▶ **Items from a data source**
———
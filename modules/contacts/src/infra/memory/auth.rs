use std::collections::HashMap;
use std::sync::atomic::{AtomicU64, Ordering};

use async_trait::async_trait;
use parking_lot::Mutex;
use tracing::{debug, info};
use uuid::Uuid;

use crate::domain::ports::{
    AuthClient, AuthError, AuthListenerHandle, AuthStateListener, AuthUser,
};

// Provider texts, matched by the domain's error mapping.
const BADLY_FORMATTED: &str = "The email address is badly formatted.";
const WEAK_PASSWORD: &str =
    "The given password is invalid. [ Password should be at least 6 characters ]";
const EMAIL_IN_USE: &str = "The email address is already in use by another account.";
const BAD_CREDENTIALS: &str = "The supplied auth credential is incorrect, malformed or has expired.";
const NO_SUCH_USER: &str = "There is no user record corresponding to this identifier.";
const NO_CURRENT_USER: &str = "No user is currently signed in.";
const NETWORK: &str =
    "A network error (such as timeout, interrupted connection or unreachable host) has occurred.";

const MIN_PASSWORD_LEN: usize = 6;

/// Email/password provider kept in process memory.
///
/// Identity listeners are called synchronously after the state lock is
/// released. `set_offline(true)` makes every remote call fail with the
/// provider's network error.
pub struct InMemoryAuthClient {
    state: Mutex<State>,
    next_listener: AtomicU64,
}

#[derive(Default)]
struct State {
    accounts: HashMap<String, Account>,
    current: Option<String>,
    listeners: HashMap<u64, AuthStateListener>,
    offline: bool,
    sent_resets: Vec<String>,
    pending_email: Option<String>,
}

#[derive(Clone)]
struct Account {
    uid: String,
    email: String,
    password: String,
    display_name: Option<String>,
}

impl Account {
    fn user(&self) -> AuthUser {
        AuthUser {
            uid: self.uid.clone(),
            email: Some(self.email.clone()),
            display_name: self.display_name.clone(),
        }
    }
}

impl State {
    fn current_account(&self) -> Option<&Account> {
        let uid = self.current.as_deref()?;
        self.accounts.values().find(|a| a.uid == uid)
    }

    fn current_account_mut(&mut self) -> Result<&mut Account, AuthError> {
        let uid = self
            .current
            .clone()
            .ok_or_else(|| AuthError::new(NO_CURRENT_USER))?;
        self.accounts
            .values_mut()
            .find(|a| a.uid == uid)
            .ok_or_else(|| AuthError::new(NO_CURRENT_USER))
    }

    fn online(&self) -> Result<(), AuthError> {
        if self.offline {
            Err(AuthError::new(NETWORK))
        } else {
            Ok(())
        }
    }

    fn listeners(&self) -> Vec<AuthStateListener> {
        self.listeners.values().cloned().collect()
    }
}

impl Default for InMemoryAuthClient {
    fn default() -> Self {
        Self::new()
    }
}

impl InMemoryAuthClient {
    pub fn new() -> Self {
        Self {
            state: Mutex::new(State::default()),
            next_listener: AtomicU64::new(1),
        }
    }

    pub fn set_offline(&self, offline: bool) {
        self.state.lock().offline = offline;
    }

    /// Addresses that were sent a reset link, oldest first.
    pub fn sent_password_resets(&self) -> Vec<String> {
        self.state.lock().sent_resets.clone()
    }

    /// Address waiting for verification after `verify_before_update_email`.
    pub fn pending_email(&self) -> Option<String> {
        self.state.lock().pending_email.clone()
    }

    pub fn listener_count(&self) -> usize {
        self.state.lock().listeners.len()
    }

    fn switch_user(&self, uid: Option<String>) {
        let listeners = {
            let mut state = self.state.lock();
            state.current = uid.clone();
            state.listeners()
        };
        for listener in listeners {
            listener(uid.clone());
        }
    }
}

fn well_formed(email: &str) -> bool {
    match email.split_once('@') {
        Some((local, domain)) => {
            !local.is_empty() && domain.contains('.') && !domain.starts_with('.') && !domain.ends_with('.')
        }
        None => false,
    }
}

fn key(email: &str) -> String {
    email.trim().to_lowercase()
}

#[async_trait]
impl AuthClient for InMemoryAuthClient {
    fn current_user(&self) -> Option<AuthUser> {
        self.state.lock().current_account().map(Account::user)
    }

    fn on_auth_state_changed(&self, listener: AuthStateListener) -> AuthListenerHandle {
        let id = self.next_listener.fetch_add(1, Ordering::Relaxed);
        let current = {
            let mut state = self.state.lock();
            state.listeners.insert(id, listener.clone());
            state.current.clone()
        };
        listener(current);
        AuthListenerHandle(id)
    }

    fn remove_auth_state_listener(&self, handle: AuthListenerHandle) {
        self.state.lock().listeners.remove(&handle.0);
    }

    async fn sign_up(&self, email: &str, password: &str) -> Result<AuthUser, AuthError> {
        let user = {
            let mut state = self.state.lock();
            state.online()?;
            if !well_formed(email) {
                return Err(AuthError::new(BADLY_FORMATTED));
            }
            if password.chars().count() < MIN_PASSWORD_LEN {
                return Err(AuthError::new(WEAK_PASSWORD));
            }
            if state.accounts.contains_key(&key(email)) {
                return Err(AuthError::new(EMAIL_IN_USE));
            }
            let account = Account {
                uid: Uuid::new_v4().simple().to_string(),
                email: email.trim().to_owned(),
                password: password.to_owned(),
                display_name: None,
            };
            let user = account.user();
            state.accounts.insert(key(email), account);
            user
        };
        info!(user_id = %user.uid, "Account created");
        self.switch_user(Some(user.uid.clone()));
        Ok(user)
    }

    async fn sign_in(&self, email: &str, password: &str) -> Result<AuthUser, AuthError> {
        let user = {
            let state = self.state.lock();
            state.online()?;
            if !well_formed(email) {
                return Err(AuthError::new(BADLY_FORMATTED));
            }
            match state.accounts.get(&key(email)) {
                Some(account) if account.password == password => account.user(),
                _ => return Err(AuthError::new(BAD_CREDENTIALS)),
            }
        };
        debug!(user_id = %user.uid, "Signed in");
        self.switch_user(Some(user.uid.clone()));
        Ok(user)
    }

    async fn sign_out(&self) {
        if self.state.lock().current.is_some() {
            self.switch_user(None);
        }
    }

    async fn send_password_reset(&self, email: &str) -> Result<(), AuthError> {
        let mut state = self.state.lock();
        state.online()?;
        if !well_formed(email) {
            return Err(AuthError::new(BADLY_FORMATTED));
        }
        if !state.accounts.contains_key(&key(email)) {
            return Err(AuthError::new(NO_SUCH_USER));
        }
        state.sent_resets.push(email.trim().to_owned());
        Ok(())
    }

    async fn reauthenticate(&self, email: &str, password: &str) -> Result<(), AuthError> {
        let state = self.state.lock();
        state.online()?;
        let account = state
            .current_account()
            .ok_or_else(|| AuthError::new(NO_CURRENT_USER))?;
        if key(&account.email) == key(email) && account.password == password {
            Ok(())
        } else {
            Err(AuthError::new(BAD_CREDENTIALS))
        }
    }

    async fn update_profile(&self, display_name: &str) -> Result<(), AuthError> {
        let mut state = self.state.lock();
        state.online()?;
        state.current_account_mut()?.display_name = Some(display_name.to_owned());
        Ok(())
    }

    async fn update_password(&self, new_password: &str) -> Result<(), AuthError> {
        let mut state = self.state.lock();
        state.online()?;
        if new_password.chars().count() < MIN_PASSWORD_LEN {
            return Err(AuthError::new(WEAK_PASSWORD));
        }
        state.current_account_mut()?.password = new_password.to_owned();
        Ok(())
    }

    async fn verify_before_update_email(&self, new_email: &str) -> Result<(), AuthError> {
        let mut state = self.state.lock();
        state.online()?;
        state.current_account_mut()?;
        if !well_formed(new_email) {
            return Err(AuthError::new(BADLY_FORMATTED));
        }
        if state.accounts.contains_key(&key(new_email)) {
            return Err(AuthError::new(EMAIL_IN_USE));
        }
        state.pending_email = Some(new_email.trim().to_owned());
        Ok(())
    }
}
———
▶ **Directions for this task**
Nothing in the entries above should differ when you return them in full.

▶ **Task answer**
filename modules/contacts/src/infra/memory/auth.rs
use std::collections::HashMap;
use std::sync::atomic::{AtomicU64, Ordering};

use async_trait::async_trait;
use parking_lot::Mutex;
use tracing::{debug, info};
use uuid::Uuid;

use crate::domain::ports::{
    AuthClient, AuthError, AuthListenerHandle, AuthStateListener, AuthUser,
};

// Provider texts, matched by the domain's error mapping.
const BADLY_FORMATTED: &str = "The email address is badly formatted.";
const WEAK_PASSWORD: &str =
    "The given password is invalid. [ Password should be at least 6 characters ]";
const EMAIL_IN_USE: &str = "The email address is already in use by another account.";
const BAD_CREDENTIALS: &str = "The supplied auth credential is incorrect, malformed or has expired.";
const NO_SUCH_USER: &str = "There is no user record corresponding to this identifier.";
const NO_CURRENT_USER: &str = "No user is currently signed in.";
const NETWORK: &str =
    "A network error (such as timeout, interrupted connection or unreachable host) has occurred.";

const MIN_PASSWORD_LEN: usize = 6;

/// Email/password provider kept in process memory.
///
/// Identity listeners are called synchronously after the state lock is
/// released. `set_offline(true)` makes every remote call fail with the
/// provider's network error.
pub struct InMemoryAuthClient {
    state: Mutex<State>,
    next_listener: AtomicU64,
}

#[derive(Default)]
struct State {
    accounts: HashMap<String, Account>,
    current: Option<String>,
    listeners: HashMap<u64, AuthStateListener>,
    offline: bool,
    sent_resets: Vec<String>,
    pending_email: Option<String>,
}

#[derive(Clone)]
struct Account {
    uid: String,
    email: String,
    password: String,
    display_name: Option<String>,
}

impl Account {
    fn user(&self) -> AuthUser {
        AuthUser {
            uid: self.uid.clone(),
            email: Some(self.email.clone()),
            display_name: self.display_name.clone(),
        }
    }
}

impl State {
    fn current_account(&self) -> Option<&Account> {
        let uid = self.current.as_deref()?;
        self.accounts.values().find(|a| a.uid == uid)
    }

    fn current_account_mut(&mut self) -> Result<&mut Account, AuthError> {
        let uid = self
            .current
            .clone()
            .ok_or_else(|| AuthError::new(NO_CURRENT_USER))?;
        self.accounts
            .values_mut()
            .find(|a| a.uid == uid)
            .ok_or_else(|| AuthError::new(NO_CURRENT_USER))
    }

    fn online(&self) -> Result<(), AuthError> {
        if self.offline {
            Err(AuthError::new(NETWORK))
        } else {
            Ok(())
        }
    }

    fn listeners(&self) -> Vec<AuthStateListener> {
        self.listeners.values().cloned().collect()
    }
}

impl Default for InMemoryAuthClient {
    fn default() -> Self {
        Self::new()
    }
}

impl InMemoryAuthClient {
    pub fn new() -> Self {
        Self {
            state: Mutex::new(State::default()),
            next_listener: AtomicU64::new(1),
        }
    }

    pub fn set_offline(&self, offline: bool) {
        self.state.lock().offline = offline;
    }

    /// Addresses that were sent a reset link, oldest first.
    pub fn sent_password_resets(&self) -> Vec<String> {
        self.state.lock().sent_resets.clone()
    }

    /// Address waiting for verification after `verify_before_update_email`.
    pub fn pending_email(&self) -> Option<String> {
        self.state.lock().pending_email.clone()
    }

    pub fn listener_count(&self) -> usize {
        self.state.lock().listeners.len()
    }

    fn switch_user(&self, uid: Option<String>) {
        let listeners = {
            let mut state = self.state.lock();
            state.current = uid.clone();
            state.listeners()
        };
        for listener in listeners {
            listener(uid.clone());
        }
    }
}

fn well_formed(email: &str) -> bool {
    match email.split_once('@') {
        Some((local, domain)) => {
            !local.is_empty() && domain.contains('.') && !domain.starts_with('.') && !domain.ends_with('.')
        }
        None => false,
    }
}

fn key(email: &str) -> String {
    email.trim().to_lowercase()
}

#[async_trait]
impl AuthClient for InMemoryAuthClient {
    fn current_user(&self) -> Option<AuthUser> {
        self.state.lock().current_account().map(Account::user)
    }

    fn on_auth_state_changed(&self, listener: AuthStateListener) -> AuthListenerHandle {
        let id = self.next_listener.fetch_add(1, Ordering::Relaxed);
        let current = {
            let mut state = self.state.lock();
            state.listeners.insert(id, listener.clone());
            state.current.clone()
        };
        listener(current);
        AuthListenerHandle(id)
    }

    fn remove_auth_state_listener(&self, handle: AuthListenerHandle) {
        self.state.lock().listeners.remove(&handle.0);
    }

    async fn sign_up(&self, email: &str, password: &str) -> Result<AuthUser, AuthError> {
        let user = {
            let mut state = self.state.lock();
            state.online()?;
            if !well_formed(email) {
                return Err(AuthError::new(BADLY_FORMATTED));
            }
            if password.chars().count() < MIN_PASSWORD_LEN {
                return Err(AuthError::new(WEAK_PASSWORD));
            }
            if state.accounts.contains_key(&key(email)) {
                return Err(AuthError::new(EMAIL_IN_USE));
            }
            let account = Account {
                uid: Uuid::new_v4().simple().to_string(),
                email: email.trim().to_owned(),
                password: password.to_owned(),
                display_name: None,
            };
            let user = account.user();
            state.accounts.insert(key(email), account);
            user
        };
        info!(user_id = %user.uid, "Account created");
        self.switch_user(Some(user.uid.clone()));
        Ok(user)
    }

    async fn sign_in(&self, email: &str, password: &str) -> Result<AuthUser, AuthError> {
        let user = {
            let state = self.state.lock();
            state.online()?;
            if !well_formed(email) {
                return Err(AuthError::new(BADLY_FORMATTED));
            }
            match state.accounts.get(&key(email)) {
                Some(account) if account.password == password => account.user(),
                _ => return Err(AuthError::new(BAD_CREDENTIALS)),
            }
        };
        debug!(user_id = %user.uid, "Signed in");
        self.switch_user(Some(user.uid.clone()));
        Ok(user)
    }

    async fn sign_out(&self) {
        if self.state.lock().current.is_some() {
            self.switch_user(None);
        }
    }

    async fn send_password_reset(&self, email: &str) -> Result<(), AuthError> {
        let mut state = self.state.lock();
        state.online()?;
        if !well_formed(email) {
            return Err(AuthError::new(BADLY_FORMATTED));
        }
        if !state.accounts.contains_key(&key(email)) {
            return Err(AuthError::new(NO_SUCH_USER));
        }
        state.sent_resets.push(email.trim().to_owned());
        Ok(())
    }

    async fn reauthenticate(&self, email: &str, password: &str) -> Result<(), AuthError> {
        let state = self.state.lock();
        state.online()?;
        let account = state
            .current_account()
            .ok_or_else(|| AuthError::new(NO_CURRENT_USER))?;
        if key(&account.email) == key(email) && account.password == password {
            Ok(())
        } else {
            Err(AuthError::new(BAD_CREDENTIALS))
        }
    }

    async fn update_profile(&self, display_name: &str) -> Result<(), AuthError> {
        let mut state = self.state.lock();
        state.online()?;
        state.current_account_mut()?.display_name = Some(display_name.to_owned());
        Ok(())
    }

    async fn update_password(&self, new_password: &str) -> Result<(), AuthError> {
        let mut state = self.state.lock();
        state.online()?;
        if new_password.chars().count() < MIN_PASSWORD_LEN {
            return Err(AuthError::new(WEAK_PASSWORD));
        }
        state.current_account_mut()?.password = new_password.to_owned();
        Ok(())
    }

    async fn verify_before_update_email(&self, new_email: &str) -> Result<(), AuthError> {
        let mut state = self.state.lock();
        state.online()?;
        state.current_account_mut()?;
        if !well_formed(new_email) {
            return Err(AuthError::new(BADLY_FORMATTED));
        }
        if state.accounts.contains_key(&key(new_email)) {
            return Err(AuthError::new(EMAIL_IN_USE));
        }
        state.pending_email = Some(new_email.trim().to_owned());
        Ok(())
    }
}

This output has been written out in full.